What you should do
Pull every line that includes the word "highest" out of the data below and copy it.
= Beginning of Section =
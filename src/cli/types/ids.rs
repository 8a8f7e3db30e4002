//! ID types for players, teams and managers.

use crate::error::{FflError, Result};
use serde::{Deserialize, Serialize};
use std::fmt;
use std::str::FromStr;

/// Type-safe wrapper for player IDs.
///
/// Keeps player references from being mixed up with team or manager IDs
/// when lineups are assembled and validated.
///
/// # Examples
///
/// ```rust
/// use playoff_ffl::PlayerId;
///
/// let player_id = PlayerId::new(42);
/// assert_eq!(player_id.as_i64(), 42);
/// assert_eq!(player_id.to_string(), "42");
/// ```
#[derive(Debug, Clone, Copy, PartialEq, Eq, PartialOrd, Ord, Hash, Serialize, Deserialize)]
pub struct PlayerId(pub i64);

impl PlayerId {
    pub fn new(id: i64) -> Self {
        Self(id)
    }

    pub fn as_i64(&self) -> i64 {
        self.0
    }
}

impl fmt::Display for PlayerId {
    fn fmt(&self, f: &mut fmt::Formatter<'_>) -> fmt::Result {
        write!(f, "{}", self.0)
    }
}

impl FromStr for PlayerId {
    type Err = FflError;

    fn from_str(s: &str) -> Result<Self> {
        Ok(Self(s.trim().parse()?))
    }
}

/// Type-safe wrapper for NFL team IDs
#[derive(Debug, Clone, Copy, PartialEq, Eq, PartialOrd, Ord, Hash, Serialize, Deserialize)]
pub struct TeamId(pub i64);

impl TeamId {
    pub fn new(id: i64) -> Self {
        Self(id)
    }

    pub fn as_i64(&self) -> i64 {
        self.0
    }
}

impl fmt::Display for TeamId {
    fn fmt(&self, f: &mut fmt::Formatter<'_>) -> fmt::Result {
        write!(f, "{}", self.0)
    }
}

/// Type-safe wrapper for manager (competition entrant) IDs
#[derive(Debug, Clone, Copy, PartialEq, Eq, PartialOrd, Ord, Hash, Serialize, Deserialize)]
pub struct ManagerId(pub i64);

impl ManagerId {
    pub fn new(id: i64) -> Self {
        Self(id)
    }

    pub fn as_i64(&self) -> i64 {
        self.0
    }
}

impl fmt::Display for ManagerId {
    fn fmt(&self, f: &mut fmt::Formatter<'_>) -> fmt::Result {
        write!(f, "{}", self.0)
    }
}

#[cfg(test)]
mod tests {
    use super::*;

    #[test]
    fn test_player_id_parse() {
        assert_eq!("17".parse::<PlayerId>().unwrap(), PlayerId::new(17));
        assert_eq!(" 9 ".parse::<PlayerId>().unwrap(), PlayerId::new(9));
        assert!("abc".parse::<PlayerId>().is_err());
    }

    #[test]
    fn test_id_display() {
        assert_eq!(TeamId::new(3).to_string(), "3");
        assert_eq!(ManagerId::new(11).to_string(), "11");
    }
}
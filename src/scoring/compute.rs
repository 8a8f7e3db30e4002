use super::stats::{RawPlayerStats, StatLine};

#[cfg(test)]
mod tests;

const PASS_YARDS_PER_POINT: f64 = 25.0;
const RUSH_YARDS_PER_POINT: f64 = 10.0;
const REC_YARDS_PER_POINT: f64 = 10.0;

/// (threshold, bonus) pairs, highest threshold first; only the first match applies.
const PASS_YARDAGE_TIERS: [(f64, f64); 2] = [(400.0, 4.0), (300.0, 2.0)];
const RUSH_YARDAGE_TIERS: [(f64, f64); 2] = [(200.0, 2.0), (100.0, 1.0)];
const REC_YARDAGE_TIERS: [(f64, f64); 2] = [(200.0, 2.0), (100.0, 1.0)];

const PASS_TD: f64 = 4.0;
const RUSH_TD: f64 = 6.0;
const REC_TD: f64 = 6.0;
const INTERCEPTION: f64 = -2.0;
const SACK: f64 = -0.5;
const RECEPTION: f64 = 0.5;
const FUMBLE: f64 = -1.0;
const FUMBLE_LOST: f64 = -1.0;
const FUMBLE_RECOVERY_TD: f64 = 6.0;
const TWO_POINT_CONVERSION: f64 = 2.0;

const TD_50_PLUS_BONUS: f64 = 2.0;
const TD_40_TO_49_BONUS: f64 = 1.0;

/// Fantasy points for one player's raw stats, rounded to two decimals.
///
/// Never fails: absent or malformed counters score as zero.
pub fn calculate_score(stats: &RawPlayerStats) -> f64 {
    score_stat_line(&StatLine::from_raw(stats))
}

/// Fantasy points for an already-normalized stat line.
pub fn score_stat_line(line: &StatLine) -> f64 {
    let mut total = 0.0;

    // Passing
    total += yardage_points(line.pass_yd, PASS_YARDS_PER_POINT, &PASS_YARDAGE_TIERS);
    total += line.pass_td * PASS_TD;
    total += line.pass_int * INTERCEPTION;
    total += line.pass_sack * SACK;
    total += distance_bonus(line.pass_td_40p, line.pass_td_50p);

    // Rushing
    total += yardage_points(line.rush_yd, RUSH_YARDS_PER_POINT, &RUSH_YARDAGE_TIERS);
    total += line.rush_td * RUSH_TD;
    total += distance_bonus(line.rush_td_40p, line.rush_td_50p);

    // Receiving
    total += line.rec * RECEPTION;
    total += yardage_points(line.rec_yd, REC_YARDS_PER_POINT, &REC_YARDAGE_TIERS);
    total += line.rec_td * REC_TD;
    total += distance_bonus(line.rec_td_40p, line.rec_td_50p);

    // Misc
    total += line.fum * FUMBLE;
    total += line.fum_lost * FUMBLE_LOST;
    total += line.fum_rec_td * FUMBLE_RECOVERY_TD;
    total += (line.pass_2pt + line.rush_2pt + line.rec_2pt) * TWO_POINT_CONVERSION;

    round_points(total)
}

/// Floor of yards per point plus the highest threshold bonus reached.
pub fn yardage_points(yards: f64, yards_per_point: f64, tiers: &[(f64, f64)]) -> f64 {
    let base = (yards / yards_per_point).floor();
    let bonus = tiers
        .iter()
        .find(|(threshold, _)| yards >= *threshold)
        .map_or(0.0, |(_, bonus)| *bonus);
    base + bonus
}

/// Long-touchdown bonus: +2 per 50+ yard TD, +1 per TD in the 40-49 band.
///
/// `td_40p` includes the 50+ touchdowns; a malformed `td_40p < td_50p`
/// contributes no 40-49 band points instead of a negative adjustment.
pub fn distance_bonus(td_40p: f64, td_50p: f64) -> f64 {
    let band_40_49 = (td_40p - td_50p).max(0.0);
    td_50p * TD_50_PLUS_BONUS + band_40_49 * TD_40_TO_49_BONUS
}

/// Round to two decimals, ties away from zero.
pub fn round_points(points: f64) -> f64 {
    (points * 100.0).round() / 100.0
}
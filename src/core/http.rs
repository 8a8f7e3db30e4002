//! HTTP utilities for stat provider communication

use crate::Result;
use reqwest::{
    header::{HeaderMap, HeaderValue, ACCEPT, USER_AGENT},
    Client,
};
use serde_json::Value;
use std::time::Duration;

pub const DEFAULT_TIMEOUT_SECS: u64 = 10;

/// Default headers sent with every provider request
pub fn default_header_map() -> HeaderMap {
    let mut h = HeaderMap::new();
    h.insert(ACCEPT, HeaderValue::from_static("application/json"));
    h.insert(
        USER_AGENT,
        HeaderValue::from_static(concat!("playoff-ffl/", env!("CARGO_PKG_VERSION"))),
    );
    h
}

/// Build a client with JSON headers and a per-request timeout
pub fn build_client(timeout: Duration) -> Result<Client> {
    Ok(Client::builder()
        .default_headers(default_header_map())
        .timeout(timeout)
        .build()?)
}

/// GET a URL and decode the body as JSON, failing on non-2xx statuses
pub async fn get_json(client: &Client, url: &str) -> Result<Value> {
    let res = client
        .get(url)
        .send()
        .await?
        .error_for_status()?
        .json::<Value>()
        .await?;

    Ok(res)
}
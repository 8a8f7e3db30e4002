//! Lookup and persistence collaborator for lineup workflows.

use super::Lineup;
use crate::{
    models::{Player, Team},
    week::Week,
    ManagerId, PlayerId, Result, TeamId, WeekNumber,
};

/// Data access the lineup workflows need.
///
/// The validation core never calls this directly; adapters use it to
/// fetch everything up front so the rules run over plain data.
pub trait LineupStore {
    fn find_week(&self, number: WeekNumber) -> Result<Option<Week>>;

    fn find_player(&self, id: PlayerId) -> Result<Option<Player>>;

    fn find_players_by_team(&self, team_id: TeamId) -> Result<Vec<Player>>;

    fn find_team(&self, id: TeamId) -> Result<Option<Team>>;

    /// All of a manager's lineups in weeks strictly earlier than `week`.
    fn find_lineups_for_manager_before_week(
        &self,
        manager_id: ManagerId,
        week: WeekNumber,
    ) -> Result<Vec<Lineup>>;

    /// Create or replace the lineup for its (manager, week).
    fn upsert_lineup(&mut self, lineup: &Lineup) -> Result<()>;

    /// Returns whether a lineup existed.
    fn delete_lineup(&mut self, manager_id: ManagerId, week: WeekNumber) -> Result<bool>;
}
= End of Section =
Answer space
/// (threshold, bonus) pairs, highest threshold first; only the first match applies.
/// Floor of yards per point plus the highest threshold bonus reached.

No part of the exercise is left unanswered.